# The Lodge at 7 Peaks Breckenridge.CO



## Kauai Kid (Aug 17, 2011)

Special Today Only from the Developer:

2 br 2 bath luxurious every year.  Only $55,000/wk.

That is more than we paid for our 9 weeks in Hawaii!!

Some people got a lot more money than me.

Sterling


----------



## PigsDad (Aug 18, 2011)

Yes, but it is a very nice resort, _literally _steps away from the ski lift.  Please tell me that was at least a ski week!  

We went for a free weekend stay last winter, and they offered a 1BR summer week for about $24K, I think.  No sale was made, but our daughter had a great time playing in the indoor/outdoor pool, water slides, etc.

Kurt


----------



## Kauai Kid (Aug 18, 2011)

PigsDad said:


> Yes, but it is a very nice resort, _literally _steps away from the ski lift.  Please tell me that was at least a ski week!
> 
> We went for a free weekend stay last winter, and they offered a 1BR summer week for about $24K, I think.  No sale was made, but our daughter had a great time playing in the indoor/outdoor pool, water slides, etc.
> 
> Kurt



It should be nice for $55k.  I've never seen a week anyplace at that high a price.  I'm curious what they are going for on the open market.

Sterling


----------



## loafingcactus (Aug 18, 2011)

Ahem, Hilton Grand Waikkian penthouse... A quarter MILLION dollar week.

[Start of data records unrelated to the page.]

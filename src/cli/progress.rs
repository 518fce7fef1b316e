//! Progress bar fed from a session's progress stream

use crate::session::{ProgressStream, ScanStatus};
use indicatif::{ProgressBar, ProgressDrawTarget, ProgressStyle};
use std::sync::LazyLock;
use std::time::Duration;

static TREE_STYLE: LazyLock<ProgressStyle> = LazyLock::new(|| {
    ProgressStyle::default_spinner()
        .template("{spinner:.green} {msg} [{elapsed_precise}]")
        .unwrap_or_else(|_| ProgressStyle::default_spinner())
        .tick_chars("⠋⠙⠹⠸⠼⠴⠦⠧⠇⠏")
});

static SCANNING_STYLE: LazyLock<ProgressStyle> = LazyLock::new(|| {
    ProgressStyle::default_bar()
        .template("{spinner:.green} {msg} [{elapsed_precise}] {wide_bar:.cyan/blue} {pos}/{len}")
        .unwrap_or_else(|_| ProgressStyle::default_bar())
        .progress_chars("█▉▊▋▌▍▎▏  ")
        .tick_chars("⠋⠙⠹⠸⠼⠴⠦⠧⠇⠏")
});

/// Whether a progress bar should be drawn at all
pub fn progress_enabled(requested: bool) -> bool {
    requested && atty::is(atty::Stream::Stderr)
}

/// Drive a progress bar until the stream ends
pub async fn follow(mut stream: ProgressStream, visible: bool) {
    let bar = ProgressBar::new_spinner();
    if visible {
        bar.set_draw_target(ProgressDrawTarget::stderr());
    } else {
        bar.set_draw_target(ProgressDrawTarget::hidden());
    }
    bar.set_style(TREE_STYLE.clone());
    bar.set_message("Fetching repository tree");
    bar.enable_steady_tick(Duration::from_millis(100));

    let mut scanning = false;
    while let Some(progress) = stream.next().await {
        if progress.status == ScanStatus::Scanning && !scanning {
            scanning = true;
            bar.set_style(SCANNING_STYLE.clone());
            bar.set_length(progress.files_total as u64);
            bar.set_message("Scanning files");
        }
        bar.set_position(progress.files_scanned as u64);

        match progress.status {
            ScanStatus::Complete => bar.finish_with_message("Scan complete"),
            ScanStatus::Error => bar.abandon_with_message("Scan failed"),
            ScanStatus::Cancelled => bar.abandon_with_message("Scan cancelled"),
            _ => {}
        }
    }
    if !bar.is_finished() {
        bar.finish_and_clear();
    }
}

I mark that crazy bc you could buy a whole condo instead...

But 55k for a week seems more reasonable to me, especially if there is something very special about the property... In this case ski location.


----------



## rickandcindy23 (Aug 18, 2011)

I think the Penthouse units at Wyndham Waikiki Beach Walk are $100K, but you get VIP Platinum, too.  What a bargain.


----------



## travelguy (Aug 18, 2011)

I got a Grand Lodge at Peak 7, 2 bedroom, MLK holiday week with an exchange thru SFX.  I'm not sure if they have a deal with the developer for unsold inventory or if this was just a lucky trade.  I traded a low point HGVC week and got this trade, two bonus weeks and a $500 credit.

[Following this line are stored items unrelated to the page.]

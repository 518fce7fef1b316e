//! Repository tree construction and candidate selection
//!
//! A flat listing from the remote tree endpoint becomes a nested forest of
//! [`TreeNode`]s (directories first, then names, at every level). Candidate
//! files are picked from that forest by extension before any content request.

pub mod builder;
pub mod candidates;
pub mod node;

pub use builder::{
    BranchPolicy, ResolvedTree, branch_candidates, build_tree, fetch_repository_tree, resolve_tree,
};
pub use candidates::{
    BINARY_EXTENSIONS, CandidateFile, CandidateFilter, DEFAULT_EXTENSION_ALLOWLIST,
    collect_candidates, extension_key,
};
pub use node::{NodeKind, TreeNode, count_files, find_node, format_size, walk_forest};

This resort is gorgeous and the location doesn't get any better.  This is not "ski-in/ski-out" because it's too close to the lift line to ski!  You can throw a snowball from the hot tubs and hit the lift.


----------



## dougp26364 (Aug 18, 2011)

loafingcactus said:


> Ahem, Hilton Grand Waikkian penthouse... A quarter MILLION dollar week.
> 
> I mark that crazy bc you could buy a whole condo instead...
> 
> But 55k for a week seems more reasonable to me, especially if there is something very special about the property... In this case ski location.



I don't think you'll get close to touching a full ownership condo on Waikiki for $250,000. I have a co-workers who's family business (they own oil wells in OK) that is looking at a mountain home on Kauai that is well in excess of $1,000,000. This isn't a large or fancy home. Just a regular house that's inland. 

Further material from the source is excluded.